PROBLEM TO SOLVE
Take the lines below from the first through the one that contains "let len = 64 - n.leading_zeros();" and copy them exactly.

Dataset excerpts
☆ ☆ ☆

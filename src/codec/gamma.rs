//! Gamma and delta universal integer codes over a [`BitVectorBuilder`]/[`Enumerator`].
//!
//! `write_gamma(n)` writes the unary length of `n + 1` followed by its low bits;
//! `write_gamma_nonzero` specialises for `n >= 1` (no need to add one). Delta
//! prefixes the same payload with a gamma-coded length instead of a unary one,
//! giving better compression for large values.

use crate::bitvector::{BitVectorBuilder, Enumerator};

/// Writes `n` (any `u64`, including zero) as a gamma code.
pub fn write_gamma(b: &mut BitVectorBuilder, n: u64) {
    write_gamma_nonzero(b, n + 1);
}

/// Writes `n >= 1` as a gamma code without the implicit `+1` bias.
pub fn write_gamma_nonzero(b: &mut BitVectorBuilder, n: u64) {
    debug_assert!(n >= 1);
    let len = 64 - n.leading_zeros(); // number of bits in n, i.e. msb(n) + 1
    // unary-code (len - 1) zeros then a 1, matching the source's unary length prefix
    b.zero_extend((len - 1) as usize);
    b.push_back(true);
    if len > 1 {
        b.append_bits(n & ((1u64 << (len - 1)) - 1), len - 1);
    }
}

/// Reads a value written by [`write_gamma`].
pub fn read_gamma(e: &mut Enumerator<'_>) -> u64 {
    read_gamma_nonzero(e) - 1
}

/// Reads a value written by [`write_gamma_nonzero`].
pub fn read_gamma_nonzero(e: &mut Enumerator<'_>) -> u64 {
    let zeros = e.skip_zeros();
    if zeros == 0 {
        1
    } else {
        let low = e.take(zeros as u32);
        (1u64 << zeros) | low
    }
}

/// Writes `n` as a delta code: a gamma-coded bit-length prefix followed by the
/// remaining bits of `n + 1`.
pub fn write_delta(b: &mut BitVectorBuilder, n: u64) {
    let v = n + 1;
    let len = 64 - v.leading_zeros();
    write_gamma_nonzero(b, len as u64);
    if len > 1 {
        b.append_bits(v & ((1u64 << (len - 1)) - 1), len - 1);
    }
}

/// Reads a value written by [`write_delta`].
pub fn read_delta(e: &mut Enumerator<'_>) -> u64 {
    let len = read_gamma_nonzero(e);
    let v = if len > 1 {
        (1u64 << (len - 1)) | e.take((len - 1) as u32)
    } else {
        1
    };
    v - 1
}
//! End-to-end scenarios and the central equivalence property: TAAT, MaxScore,
//! and Block-Max WAND must return the same top-k set.

use pisars::prelude::*;
use pisars::topk::TopKQueue;
use proptest::prelude::*;

fn u32_list(values: &[u32]) -> Vec<u8> {
    let mut out = Vec::new();
    out.extend_from_slice(&(values.len() as u32).to_le_bytes());
    for &v in values {
        out.extend_from_slice(&v.to_le_bytes());
    }
    out
}

fn build_collection(num_docs: u32, term_postings: &[(Vec<u32>, Vec<u32>)], lengths: &[u32]) -> BinaryFreqCollection {
    let mut docs = u32_list(&[num_docs]);
    for (d, _) in term_postings {
        docs.extend(u32_list(d));
    }
    let mut freqs = Vec::new();
    for (_, f) in term_postings {
        freqs.extend(u32_list(f));
    }
    let mut sizes = u32_list(&[num_docs]);
    sizes.extend(u32_list(lengths));
    BinaryFreqCollection::from_bytes(docs, freqs, sizes).unwrap()
}

/// S1. Single-term TAAT against a hand-computed BM25 ranking.
#[test]
fn s1_single_term_taat_matches_hand_computed_scores() {
    let num_docs = 5u32;
    let coll = build_collection(num_docs, &[(vec![0, 2, 4], vec![1, 3, 1])], &[1, 1, 1, 1, 1]);
    let index_bytes = IndexBuilder::build(&coll, IndexConfig::default()).unwrap();
    let index = BlockInvertedIndex::open(index_bytes).unwrap();
    let lengths = coll.doc_lengths().to_vec();
    let bm25 = Bm25::new(&lengths);

    let qtw = bm25.query_term_weight(1.0, 3);
    assert!(qtw > 0.0);
    assert!((qtw - 1e-6 * 2.2).abs() < 1e-6, "qtw = {qtw}");

    let query = vec![(0u32, qtw)];
    let mut scratch = QueryScratch::new(index.num_docs() as usize);
    let result = query_taat(&index, &bm25, &query, 3, &mut scratch).unwrap();

    assert_eq!(result.len(), 3);
    let docids: Vec<u32> = result.iter().map(|&(_, d)| d).collect();
    assert_eq!(docids, vec![2, 0, 4]);

    let expected_2 = qtw * (3.0 / 4.2);
    let expected_0 = qtw * (1.0 / 2.2);
    assert!((result[0].0 - expected_2).abs() < 1e-6);
    assert!((result[1].0 - expected_0).abs() < 1e-6);
}

/// S2/S3. Two-term disjunction: TAAT, MaxScore, and BMW (over fixed-block-1
/// WAND data) all agree on the top-2.
#[test]
fn s2_s3_two_term_disjunction_all_algorithms_agree() {
    let num_docs = 4u32;
    let term_a = (vec![0, 1, 3], vec![1, 1, 1]);
    let term_b = (vec![1, 2], vec![2, 1]);
    let coll = build_collection(num_docs, &[term_a, term_b], &[1, 1, 1, 1]);
    let index_bytes = IndexBuilder::build(&coll, IndexConfig::default()).unwrap();
    let index = BlockInvertedIndex::open(index_bytes).unwrap();
    let lengths = coll.doc_lengths().to_vec();
    let bm25 = Bm25::new(&lengths);

    let mut cfg = IndexConfig::default();
    cfg.log_partition_size = 0; // block size 1, per S3
    let wand_bytes = build_fixed(&index, &bm25, &cfg).unwrap();
    let wand = WandData::open(wand_bytes).unwrap();

    let qtw_a = bm25.query_term_weight(1.0, 3);
    let qtw_b = bm25.query_term_weight(1.0, 2);
    let query = vec![(0u32, qtw_a), (1u32, qtw_b)];
    let k = 2;

    let mut scratch = QueryScratch::new(index.num_docs() as usize);
    let taat = query_taat(&index, &bm25, &query, k, &mut scratch).unwrap();
    let maxscore = query_maxscore(&index, &wand, &bm25, &query, k).unwrap();
    let bmw = query_bmw(&index, &wand, &bm25, &query, k).unwrap();

    assert_eq!(taat, maxscore);
    assert_eq!(taat, bmw);
    assert_eq!(taat.len(), 2);
}

/// S4. Cursor seek past the end of a posting list clamps to the sentinel.
#[test]
fn s4_cursor_seek_past_end() {
    let num_docs = 10u32;
    let coll = build_collection(num_docs, &[(vec![3, 7, 9], vec![1, 1, 1])], &vec![1; 10]);
    let index_bytes = IndexBuilder::build(&coll, IndexConfig::default()).unwrap();
    let index = BlockInvertedIndex::open(index_bytes).unwrap();
    let sentinel = index.num_docs();
    let mut cur = index.cursor(0).unwrap();

    assert_eq!(cur.advance_to_geq(8, sentinel), 9);
    assert_eq!(cur.advance_to_geq(10, sentinel), sentinel);
}

/// S5. An all-ones monotone sequence needs no payload bits.
#[test]
fn s5_dispatcher_picks_all_ones() {
    use pisars::config::IndexConfig;
    use pisars::sequence::MonotoneSequence;

    let values: Vec<u64> = (0..5).collect();
    let seq = MonotoneSequence::build(&values, 5, &IndexConfig::default());
    assert!(matches!(seq, MonotoneSequence::AllOnes(_)));
    for i in 0..5usize {
        assert_eq!(seq.get(i), i as u64);
    }
}

/// S6. Quantized roundtrip of a single score.
#[test]
fn s6_quantized_roundtrip() {
    use pisars::Quantizer;

    let q = Quantizer::new(10.0, 8);
    let quantized = q.quantize(3.7);
    assert_eq!(quantized, 94);
    let back = q.dequantize(quantized);
    assert!((back - 3.686).abs() < 0.01);
    assert!((back - 3.7).abs() <= 10.0 / 510.0 + 1e-3);
}

#[test]
fn topk_threshold_is_non_decreasing_across_a_run() {
    let mut q = TopKQueue::new(3);
    let mut last = f32::NEG_INFINITY;
    for s in [1.0, 5.0, 2.0, 9.0, 0.5, 4.0, 8.0, 0.1] {
        q.insert(s, 0);
        assert!(q.threshold() >= last);
        last = q.threshold();
    }
}

#[test]
fn finalize_is_idempotent_given_the_same_entries() {
    let mut q1 = TopKQueue::new(3);
    let mut q2 = TopKQueue::new(3);
    for (s, d) in [(1.0, 0u32), (5.0, 1), (3.0, 2), (4.0, 3)] {
        q1.insert(s, d);
        q2.insert(s, d);
    }
    assert_eq!(q1.finalize(), q2.finalize());
}

fn posting_pair(num_docs: u32, max_terms_docs: usize) -> impl Strategy<Value = Vec<(Vec<u32>, Vec<u32>)>> {
    prop::collection::vec(
        prop::collection::btree_set(0u32..num_docs, 1..max_terms_docs.min(num_docs as usize).max(2))
            .prop_flat_map(move |docs_set| {
                let docs: Vec<u32> = docs_set.into_iter().collect();
                let n = docs.len();
                prop::collection::vec(1u32..20, n).prop_map(move |freqs| (docs.clone(), freqs))
            }),
        1..5,
    )
}

proptest! {
    #![proptest_config(ProptestConfig::with_cases(64))]

    #[test]
    fn taat_maxscore_bmw_agree_on_synthetic_queries(term_postings in posting_pair(60, 20)) {
        let num_docs = 60u32;
        let lengths: Vec<u32> = (0..num_docs).map(|d| 20 + d % 7).collect();
        let coll = build_collection(num_docs, &term_postings, &lengths);
        let index_bytes = IndexBuilder::build(&coll, IndexConfig::default()).unwrap();
        let index = BlockInvertedIndex::open(index_bytes).unwrap();
        let doc_lengths = coll.doc_lengths().to_vec();
        let bm25 = Bm25::new(&doc_lengths);
        let wand_bytes = build_fixed(&index, &bm25, &IndexConfig::default()).unwrap();
        let wand = WandData::open(wand_bytes).unwrap();

        let query: Vec<(u32, f32)> = (0..term_postings.len() as u32)
            .map(|t| {
                let df = index.cursor(t).unwrap().size() as u32;
                (t, bm25.query_term_weight(1.0, df))
            })
            .collect();

        let k = 5;
        let mut scratch = QueryScratch::new(index.num_docs() as usize);
        let taat = query_taat(&index, &bm25, &query, k, &mut scratch).unwrap();
        let maxscore = query_maxscore(&index, &wand, &bm25, &query, k).unwrap();
        let bmw = query_bmw(&index, &wand, &bm25, &query, k).unwrap();

        prop_assert_eq!(&taat, &maxscore);
        prop_assert_eq!(&taat, &bmw);
    }
}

☆ ☆ ☆

OUTPUT OF THE EXERCISE
filename src/codec/gamma.rs
//! Gamma and delta universal integer codes over a [`BitVectorBuilder`]/[`Enumerator`].
//!
//! `write_gamma(n)` writes the unary length of `n + 1` followed by its low bits;
//! `write_gamma_nonzero` specialises for `n >= 1` (no need to add one). Delta
//! prefixes the same payload with a gamma-coded length instead of a unary one,
//! giving better compression for large values.

use crate::bitvector::{BitVectorBuilder, Enumerator};

/// Writes `n` (any `u64`, including zero) as a gamma code.
pub fn write_gamma(b: &mut BitVectorBuilder, n: u64) {
    write_gamma_nonzero(b, n + 1);
}

/// Writes `n >= 1` as a gamma code without the implicit `+1` bias.
pub fn write_gamma_nonzero(b: &mut BitVectorBuilder, n: u64) {
    debug_assert!(n >= 1);
    let len = 64 - n.leading_zeros(); // number of bits in n, i.e. msb(n) + 1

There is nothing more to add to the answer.